Walau tak ada Pawang, Kera saat ini tidak lagi liar. Sudah jinak. Mereka sudah tidak suka mencuri dan merebut barang bawaan pengunjung. Menurut Sunmohon, Kera yang dulunya liar dan suka mencuri karena tidak diperhatikan. Tidak beri makan. Dan banyak pengunjung tak mengerti dengan karakter kera.

Sangeh atau Bukit Sari sempat mati suri dan hilang dari promosi pariwisata sejak 1990an. Tahun 2003, berdasarkan rapat Desa Adat Sangeh, disepakati untuk mengelolah kembali.


Alhasil, dengan pengelolaan yang dilakukan oleh Desa Adat Sangeh ini, Kera pun tak lagi liar. pengelolaan diserahkan kepada utusan lima banjar yakni banjar Batu Sari, Banjar Bahmana, Banjar Sibang, Banjar Pemijian dan Banjar Muluk Babi.

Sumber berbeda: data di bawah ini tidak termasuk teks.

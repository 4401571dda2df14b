//! Run-wide context created once at process start

use std::fmt;
use std::path::Path;
use std::sync::atomic::{AtomicBool, Ordering};
use std::sync::Arc;

use crate::config::{capture_extra_env, EnvSource, ProcessEnv, RunConfig};
use crate::report::{AllureResultsWriter, ReportSink, Reporter};

/// Which kind of suite a run drives; selects manifest keys and labels.
#[derive(Debug, Clone, Copy, PartialEq, Eq)]
pub enum SuiteKind {
    Api,
    Ui,
}

impl SuiteKind {
    pub fn as_str(&self) -> &'static str {
        match self {
            SuiteKind::Api => "api",
            SuiteKind::Ui => "ui",
        }
    }
}

impl fmt::Display for SuiteKind {
    fn fmt(&self, f: &mut fmt::Formatter<'_>) -> fmt::Result {
        f.write_str(self.as_str())
    }
}

/// Resolved configuration, environment and report sink for one run.
pub struct RunContext {
    config: RunConfig,
    suite: SuiteKind,
    env: Arc<dyn EnvSource>,
    reporter: Reporter,
    environment_written: AtomicBool,
}

impl RunContext {
    /// Allow-listed variables from `env` fill in whatever `config.extra_env`
    /// does not already hold. Manifest and labels read that snapshot.
    pub fn new(
        mut config: RunConfig,
        suite: SuiteKind,
        env: Arc<dyn EnvSource>,
        sink: Arc<dyn ReportSink>,
    ) -> Self {
        for (key, value) in capture_extra_env(env.as_ref()) {
            config.extra_env.entry(key).or_insert(value);
        }
        Self {
            config,
            suite,
            env,
            reporter: Reporter::new(sink),
            environment_written: AtomicBool::new(false),
        }
    }

    /// Context reporting into an Allure results directory at
    /// `config.results_dir`, reading the process environment.
    pub fn allure(config: RunConfig, suite: SuiteKind) -> Self {
        let sink = Arc::new(AllureResultsWriter::new(config.results_dir.clone()));
        Self::new(config, suite, Arc::new(ProcessEnv), sink)
    }

    pub fn config(&self) -> &RunConfig {
        &self.config
    }

    pub fn suite(&self) -> SuiteKind {
        self.suite
    }

    pub fn env(&self) -> &dyn EnvSource {
        self.env.as_ref()
    }

    pub fn reporter(&self) -> &Reporter {
        &self.reporter
    }

    pub fn results_dir(&self) -> &Path {
        &self.config.results_dir
    }

    /// True exactly once per context: the caller owns the manifest write.
    pub(crate) fn claim_environment_write(&self) -> bool {
        !self.environment_written.swap(true, Ordering::SeqCst)
    }
}

impl fmt::Debug for RunContext {
    fn fmt(&self, f: &mut fmt::Formatter<'_>) -> fmt::Result {
        f.debug_struct("RunContext")
            .field("config", &self.config)
            .field("suite", &self.suite)
            .finish_non_exhaustive()
    }
}

#[cfg(test)]
mod tests {
    use super::*;
    use crate::report::MemorySink;
    use std::collections::HashMap;

    #[test]
    fn test_environment_write_is_claimed_once() {
        let ctx = RunContext::new(
            RunConfig::default(),
            SuiteKind::Api,
            Arc::new(HashMap::<String, String>::new()),
            Arc::new(MemorySink::new()),
        );
        assert!(ctx.claim_environment_write());
        assert!(!ctx.claim_environment_write());
    }

    #[test]
    fn test_extra_env_snapshot_keeps_preset_values() {
        let mut config = RunConfig::default();
        config
            .extra_env
            .insert("IMAGE_TAG".to_string(), "from-cli".to_string());
        let env: HashMap<String, String> = [
            ("IMAGE_TAG", "from-env"),
            ("BASE_URL", "http://sonar:9000"),
            ("API_PASS", "secret"),
            ("HEADLESS", ""),
        ]
        .iter()
        .map(|(k, v)| (k.to_string(), v.to_string()))
        .collect();

        let ctx = RunContext::new(config, SuiteKind::Ui, Arc::new(env), Arc::new(MemorySink::new()));

        let extra = &ctx.config().extra_env;
        assert_eq!(extra.get("IMAGE_TAG").map(String::as_str), Some("from-cli"));
        assert_eq!(extra.get("BASE_URL").map(String::as_str), Some("http://sonar:9000"));
        assert!(!extra.contains_key("API_PASS"));
        assert!(!extra.contains_key("HEADLESS"));
    }
}
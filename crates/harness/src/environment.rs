//! Environment descriptor: the `environment.properties` manifest read by
//! the report tool

use std::fs;
use std::path::PathBuf;

use tracing::{debug, warn};

use crate::config::{
    EnvSource, ENV_API_USER, ENV_BASE_URL, ENV_HEADLESS, ENV_IMAGE_TAG, ENV_TARGET_URL,
    ENV_TARGET_USERNAME,
};
use crate::context::{RunContext, SuiteKind};
use crate::error::HarnessResult;
use crate::nonfatal::nonfatal;

pub const ENVIRONMENT_FILE: &str = "environment.properties";

/// Runtime version captured by the build script
pub const RUSTC_VERSION: &str = env!("HARNESS_RUSTC_VERSION");

const API_ALLOW_LIST: &[&str] = &[ENV_BASE_URL, ENV_API_USER, ENV_IMAGE_TAG];

const UI_ALLOW_LIST: &[&str] = &[
    ENV_BASE_URL,
    ENV_TARGET_URL,
    ENV_TARGET_USERNAME,
    ENV_IMAGE_TAG,
    ENV_HEADLESS,
];

fn framework(suite: SuiteKind) -> &'static str {
    match suite {
        SuiteKind::Api => "Reqwest+evidence-harness",
        SuiteKind::Ui => "WebDriver+evidence-harness",
    }
}

/// `GIT_BRANCH`, else `GITHUB_HEAD_REF`, else the last segment of
/// `GITHUB_REF`, else `local`
pub fn git_branch(env: &dyn EnvSource) -> String {
    env.non_empty("GIT_BRANCH")
        .or_else(|| env.non_empty("GITHUB_HEAD_REF"))
        .or_else(|| {
            env.non_empty("GITHUB_REF")
                .and_then(|r| r.rsplit('/').next().map(str::to_string))
                .filter(|b| !b.is_empty())
        })
        .unwrap_or_else(|| "local".to_string())
}

/// Ordered manifest entries for a suite. Allow-listed values come from
/// `captured`; branch and CI detection read `env`.
pub fn entries(
    suite: SuiteKind,
    env: &dyn EnvSource,
    captured: &dyn EnvSource,
) -> Vec<(String, String)> {
    let ci = env.non_empty("CI").unwrap_or_else(|| "false".to_string());
    let rust_version = env
        .non_empty("RUST_VERSION")
        .unwrap_or_else(|| RUSTC_VERSION.to_string());

    let platform = if ci.eq_ignore_ascii_case("true") { "CI" } else { "Local" };

    let mut entries = vec![
        ("Test.Framework".to_string(), framework(suite).to_string()),
        ("GIT_BRANCH".to_string(), git_branch(env)),
        ("CI".to_string(), ci),
        ("RUST_VERSION".to_string(), rust_version),
    ];

    if suite == SuiteKind::Ui {
        entries.push(("CI.Platform".to_string(), platform.to_string()));
        entries.push(("Test.Types".to_string(), "UI Automation".to_string()));
        entries.push(("Tooling".to_string(), "Allure Report".to_string()));
    }

    let allow_list = match suite {
        SuiteKind::Api => API_ALLOW_LIST,
        SuiteKind::Ui => UI_ALLOW_LIST,
    };
    for key in allow_list {
        if let Some(value) = captured.non_empty(key) {
            entries.push((key.to_string(), value));
        }
    }

    entries
}

/// Render entries as `key=value` lines
pub fn render(entries: &[(String, String)]) -> String {
    entries
        .iter()
        .map(|(key, value)| {
            format!("{}={}\n", key, value.replace('\r', "\\r").replace('\n', "\\n"))
        })
        .collect()
}

fn write_manifest(ctx: &RunContext) -> HarnessResult<PathBuf> {
    fs::create_dir_all(ctx.results_dir())?;
    let path = ctx.results_dir().join(ENVIRONMENT_FILE);
    fs::write(&path, render(&entries(ctx.suite(), ctx.env(), &ctx.config().extra_env)))?;
    Ok(path)
}

/// Write the manifest unless it was already written for this run.
///
/// Returns the path when this call wrote it. Failures are logged and
/// swallowed.
pub fn write_environment(ctx: &RunContext) -> Option<PathBuf> {
    if !ctx.claim_environment_write() {
        debug!("Environment descriptor already written for this run");
        return None;
    }

    let written = nonfatal("write environment descriptor", || write_manifest(ctx));
    match &written {
        Some(path) => debug!("Environment descriptor written to {}", path.display()),
        None => warn!("Continuing without an environment descriptor"),
    }
    written
}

Sudah sembilan tahun Sunmohon bersama 20 orang lainnya menjadi pengelolah Bukit Sari Sangeh dengan luas hamper 14 hektar dengan jumlah Kera sebanyak 600-700 ekor kera.

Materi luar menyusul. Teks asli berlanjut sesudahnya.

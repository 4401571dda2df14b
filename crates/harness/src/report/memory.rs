//! In-process sink that keeps every report entry in memory

use parking_lot::Mutex;

use super::{Attachment, ReportSink, TestInfo};
use crate::error::{HarnessError, HarnessResult};
use crate::runner::TestOutcome;

#[derive(Debug, Clone)]
pub struct RecordedTest {
    pub info: TestInfo,
    pub attachments: Vec<Attachment>,
    pub labels: Vec<(String, String)>,
    pub parameters: Vec<(String, String)>,
    pub outcome: Option<TestOutcome>,
}

impl RecordedTest {
    pub fn attachment(&self, name: &str) -> Option<&Attachment> {
        self.attachments.iter().find(|a| a.name == name)
    }

    pub fn attachment_names(&self) -> Vec<&str> {
        self.attachments.iter().map(|a| a.name.as_str()).collect()
    }

    pub fn label(&self, name: &str) -> Option<&str> {
        self.labels
            .iter()
            .find(|(n, _)| n == name)
            .map(|(_, v)| v.as_str())
    }

    pub fn parameter(&self, name: &str) -> Option<&str> {
        self.parameters
            .iter()
            .find(|(n, _)| n == name)
            .map(|(_, v)| v.as_str())
    }
}

#[derive(Debug, Default)]
struct State {
    current: Option<RecordedTest>,
    finished: Vec<RecordedTest>,
}

#[derive(Debug, Default)]
pub struct MemorySink {
    state: Mutex<State>,
}

impl MemorySink {
    pub fn new() -> Self {
        Self::default()
    }

    /// Copy of the running test entry, if any.
    pub fn current(&self) -> Option<RecordedTest> {
        self.state.lock().current.clone()
    }

    /// Finished test entries in completion order.
    pub fn tests(&self) -> Vec<RecordedTest> {
        self.state.lock().finished.clone()
    }

    pub fn test(&self, name: &str) -> Option<RecordedTest> {
        self.state
            .lock()
            .finished
            .iter()
            .find(|t| t.info.name == name)
            .cloned()
    }

    fn with_current<F>(&self, f: F) -> HarnessResult<()>
    where
        F: FnOnce(&mut RecordedTest),
    {
        let mut state = self.state.lock();
        let current = state.current.as_mut().ok_or(HarnessError::NoActiveTest)?;
        f(current);
        Ok(())
    }
}

impl ReportSink for MemorySink {
    fn start_test(&self, info: &TestInfo) -> HarnessResult<()> {
        let mut state = self.state.lock();
        if let Some(unfinished) = state.current.take() {
            state.finished.push(unfinished);
        }
        state.current = Some(RecordedTest {
            info: info.clone(),
            attachments: Vec::new(),
            labels: Vec::new(),
            parameters: Vec::new(),
            outcome: None,
        });
        Ok(())
    }

    fn attach(&self, attachment: Attachment) -> HarnessResult<()> {
        self.with_current(|test| test.attachments.push(attachment))
    }

    fn label(&self, name: &str, value: &str) -> HarnessResult<()> {
        self.with_current(|test| test.labels.push((name.to_string(), value.to_string())))
    }

    fn parameter(&self, name: &str, value: &str) -> HarnessResult<()> {
        self.with_current(|test| test.parameters.push((name.to_string(), value.to_string())))
    }

    fn stop_test(&self, outcome: &TestOutcome) -> HarnessResult<()> {
        let mut state = self.state.lock();
        let mut test = state.current.take().ok_or(HarnessError::NoActiveTest)?;
        test.outcome = Some(outcome.clone());
        state.finished.push(test);
        Ok(())
    }
}
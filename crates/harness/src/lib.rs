//! Evidence harness
//!
//! Instruments test execution against a web application:
//! - wraps HTTP API calls and records every request/response as evidence
//! - drives Chrome over WebDriver, one browser per UI test
//! - captures screenshots, page source and console logs when a test fails
//! - writes an Allure results directory with an environment manifest
//!
//! # Architecture
//!
//! ```text
//! ┌──────────────────────────────────────────────────────────────┐
//! │  RunConfig::resolve(cli, env)    CLI > environment > default │
//! ├──────────────────────────────────────────────────────────────┤
//! │  Runner::new(RunContext)         environment.properties      │
//! │    ├── run_api(name, body)                                   │
//! │    │     └── ApiContext -> HttpSession -> InteractionRecord  │
//! │    ├── run_ui(name, body)                                    │
//! │    │     └── UiContext -> BrowserSession (chromedriver)      │
//! │    └── finish() -> SuiteSummary                              │
//! ├──────────────────────────────────────────────────────────────┤
//! │  Reporter -> ReportSink                                      │
//! │    ├── AllureResultsWriter   <uuid>-result.json, attachments │
//! │    └── MemorySink            in-process                      │
//! ├──────────────────────────────────────────────────────────────┤
//! │  failure hook   last_api_response_<status> | screenshot ...  │
//! └──────────────────────────────────────────────────────────────┘
//! ```

pub mod browser;
pub mod config;
pub mod context;
pub mod environment;
pub mod error;
pub mod failure;
pub mod http;
pub mod labels;
pub mod nonfatal;
pub mod record;
pub mod report;
pub mod runner;
pub mod telemetry;

pub use browser::{BrowserHandle, BrowserSession, Element, Locator};
pub use config::{BrowserKind, CliOptions, Credentials, EnvSource, RunConfig};
pub use context::{RunContext, SuiteKind};
pub use error::{HarnessError, HarnessResult};
pub use http::{ApiResponse, HttpSession, RequestOptions};
pub use record::InteractionRecord;
pub use report::{AllureResultsWriter, ContentType, MemorySink, ReportSink, Reporter};
pub use runner::{ApiContext, Phase, Runner, Status, SuiteSummary, TestOutcome, UiContext};
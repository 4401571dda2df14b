//! Per-test labels and parameters derived from environment variables

use crate::config::{EnvSource, ENV_BASE_URL, ENV_IMAGE_TAG, ENV_TARGET_URL};
use crate::context::SuiteKind;
use crate::report::Reporter;

/// Maps one environment variable to a report parameter and label
#[derive(Debug, Clone, Copy, PartialEq, Eq)]
pub struct LabelSource {
    pub variable: &'static str,
    pub parameter: &'static str,
    pub label: &'static str,
}

const API_SOURCES: &[LabelSource] = &[
    LabelSource {
        variable: ENV_BASE_URL,
        parameter: "base_url",
        label: "base_url",
    },
    LabelSource {
        variable: ENV_IMAGE_TAG,
        parameter: "image_tag",
        label: "image_tag",
    },
];

const UI_SOURCES: &[LabelSource] = &[
    LabelSource {
        variable: ENV_BASE_URL,
        parameter: "base_url",
        label: "base_url",
    },
    LabelSource {
        variable: ENV_IMAGE_TAG,
        parameter: "image_tag",
        label: "image_tag",
    },
    LabelSource {
        variable: ENV_TARGET_URL,
        parameter: "sonarqube_url",
        label: "sonarqube",
    },
];

pub fn sources(suite: SuiteKind) -> &'static [LabelSource] {
    match suite {
        SuiteKind::Api => API_SOURCES,
        SuiteKind::Ui => UI_SOURCES,
    }
}

/// Publish a parameter and label for every set variable in `env`, usually
/// the run's [`extra_env`](crate::RunConfig::extra_env) snapshot. Returns how
/// many sources were published.
pub fn publish_labels(suite: SuiteKind, env: &dyn EnvSource, reporter: &Reporter) -> usize {
    let mut published = 0;
    for source in sources(suite) {
        let Some(value) = env.non_empty(source.variable) else {
            continue;
        };
        reporter.parameter(source.parameter, &value);
        reporter.label(source.label, &value);
        published += 1;
    }
    published
}

#[cfg(test)]
mod tests {
    use super::*;
    use std::collections::HashMap;
    use std::sync::Arc;

    use crate::report::{MemorySink, TestInfo};

    fn open_test(sink: &Arc<MemorySink>) -> Reporter {
        let reporter = Reporter::new(sink.clone());
        reporter.start_test(&TestInfo {
            name: "labels".into(),
            full_name: "labels".into(),
            suite: "ui".into(),
        });
        reporter
    }

    #[test]
    fn test_ui_labels() {
        let sink = Arc::new(MemorySink::new());
        let reporter = open_test(&sink);
        let env: HashMap<String, String> = [
            ("BASE_URL", "http://sonar:9000"),
            ("SONARQUBE_URL", "http://sq"),
            ("IMAGE_TAG", ""),
        ]
        .iter()
        .map(|(k, v)| (k.to_string(), v.to_string()))
        .collect();

        assert_eq!(publish_labels(SuiteKind::Ui, &env, &reporter), 2);

        let test = sink.current().unwrap();
        assert_eq!(test.parameter("base_url"), Some("http://sonar:9000"));
        assert_eq!(test.label("base_url"), Some("http://sonar:9000"));
        assert_eq!(test.parameter("sonarqube_url"), Some("http://sq"));
        assert_eq!(test.label("sonarqube"), Some("http://sq"));
        assert_eq!(test.label("image_tag"), None);
    }

    #[test]
    fn test_api_ignores_ui_only_sources() {
        let sink = Arc::new(MemorySink::new());
        let reporter = open_test(&sink);
        let env: HashMap<String, String> =
            HashMap::from([("SONARQUBE_URL".to_string(), "http://sq".to_string())]);

        assert_eq!(publish_labels(SuiteKind::Api, &env, &reporter), 0);
        assert!(sink.current().unwrap().labels.is_empty());
    }

    #[test]
    fn test_labels_from_configured_snapshot() {
        let sink = Arc::new(MemorySink::new());
        let reporter = open_test(&sink);
        let mut config = crate::RunConfig::default();
        config.extra_env.insert("IMAGE_TAG".to_string(), "10.4".to_string());

        assert_eq!(publish_labels(SuiteKind::Api, &config.extra_env, &reporter), 1);
        assert_eq!(sink.current().unwrap().label("image_tag"), Some("10.4"));
    }
}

Gerakan promosipun kembali dilakukan oleh Sumohon bersama desa adapt. Usaha ini promosi kembali Bukit Sari Sangeh ini membawa trend positip. Jumlah pengunjungpun bergerak naik.


lanang wadong-pohon berjenis kelami dua//boro
Berdasarkan data yang dipaparkan oleh Sumohon, kepada Suluh Bali, pada tahun 2003 pengunjung tidak mencapai 100 ribu orang, hanya mencapai angka 80.531 pengunjung. Dan laporan per akhir 2011 pengunjung sudah mencapai angka 204.808 pengunjung. pada tahun 2004 pengunjung mencapai 127.648, tahun 2005 153.453, 2006 dan 2007 masing-masing mencapai 153.400 dan 164.194 pengunjung. Kunjungan ke sangeh mencapai angkah 201.901 pada tahun 2008, meningkat terus di tahun 2009 dan 2010 dengan jumlah masing-masing 206.613 dan 227.102 pengunjung.

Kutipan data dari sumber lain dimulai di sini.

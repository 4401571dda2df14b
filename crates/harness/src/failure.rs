//! Forensic evidence attached when a test's call phase does not pass
//!
//! Every capture step runs under [`nonfatal`], so a broken browser or sink
//! loses that one artifact and nothing else.

use tracing::debug;

use crate::browser::BrowserHandle;
use crate::nonfatal::nonfatal;
use crate::record::{InteractionRecord, ResponsePayload};
use crate::report::Reporter;
use crate::runner::TestOutcome;

pub const SCREENSHOT: &str = "screenshot";
pub const PAGE_SOURCE: &str = "page_source";
pub const PAGE_INFO: &str = "page_info";
pub const BROWSER_LOGS: &str = "browser_logs";
pub const TRACEBACK: &str = "traceback";

/// Attachment name for the last API response, e.g. `last_api_response_404`
pub fn last_response_name(record: &InteractionRecord) -> String {
    format!("last_api_response_{}", record.status_label())
}

/// Attach the most recent API response, if any. Returns whether one was
/// attached.
pub fn capture_api_failure(reporter: &Reporter, record: Option<&InteractionRecord>) -> bool {
    let Some(record) = record else {
        debug!("No API interaction to attach");
        return false;
    };

    let name = last_response_name(record);
    match &record.response {
        ResponsePayload::ResponseBody(body) => reporter.attach_json(&name, body),
        ResponsePayload::ResponseText(text) => reporter.attach_text(&name, text.as_str()),
    }
    true
}

/// Capture browser state, then the failure text. Returns the names of the
/// artifacts that were captured.
pub fn capture_ui_failure<B>(reporter: &Reporter, browser: &B, error_text: &str) -> Vec<&'static str>
where
    B: BrowserHandle + ?Sized,
{
    let mut captured = Vec::new();

    if let Some(png) = nonfatal("capture screenshot", || browser.screenshot_png()) {
        reporter.attach_png(SCREENSHOT, png);
        captured.push(SCREENSHOT);
    }

    if let Some(html) = nonfatal("capture page source", || browser.page_source()) {
        reporter.attach_html(PAGE_SOURCE, html);
        captured.push(PAGE_SOURCE);
    }

    let info = nonfatal("capture page info", || {
        let url = browser.current_url()?;
        let title = browser.title()?;
        Ok::<_, crate::error::HarnessError>(format!("URL: {}\nTitle: {}", url, title))
    });
    if let Some(info) = info {
        reporter.attach_text(PAGE_INFO, info);
        captured.push(PAGE_INFO);
    }

    if let Some(logs) = nonfatal("capture browser logs", || browser.browser_logs()) {
        if !logs.is_empty() {
            reporter.attach_json(BROWSER_LOGS, &logs);
            captured.push(BROWSER_LOGS);
        }
    }

    reporter.attach_text(TRACEBACK, error_text);
    captured.push(TRACEBACK);

    captured
}

pub(crate) fn failure_text(outcome: &TestOutcome) -> &str {
    outcome.error_text.as_deref().unwrap_or("test failed")
}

Melihat trend pengunjung yang semakin tertarik kembali ke Bukit Sari Sangeh, pihak pengelolahpun terus melakukan kerja sama dengan berbagai pihak termasuk dengan guid freelance.

“Kami bekerja sama dengan berbagai pihak termasuk dengan Guide freelance beberapa hotel dan biro jasa,” ungkap Sumohon seraya meminta agar pemerintah Kabupaten Badung dan Pemerintrah Provinsi bias merespon usaha pengelolaan Bukit Sari Sangeh dengan memasukan dalam paket wisata.

Misalnya, sebut Sumohon, paket wisata saat ini yang sudah berjalan adalah Sangeh-Taman Ayun-Joger-Bedugul. Dia berharap agar, semakin Bukit Sari Sangeh dimasukkan dalamk pekt wisata, yakinnya Bukit Sari Sangeh akan kembali obyek wisata favorit.



Kisah Unik dibalik Bukit Sari Sangeh

Banyak kisah terurai dibalik kemolekan bukit sari sangeh. Bantyak cerita misteri yang memancing rasa penasaran untuk mengetahui lebih jauh tentang sangeh dan Bukit Sarinya. Sangeh bukan saja soal kera. Juga tidak hanya soal hutan homogennya. Masih banyak lagi cerita misteri yang sulit untuk dipercaya tetapi ini nyata. Ada seribuh kisah unik dibalik kemolekan Bukit Sari Sangeh seperti yang dituturkan Ketut Sudana-salah sworang penjaga di Bukit Sari Sangeh.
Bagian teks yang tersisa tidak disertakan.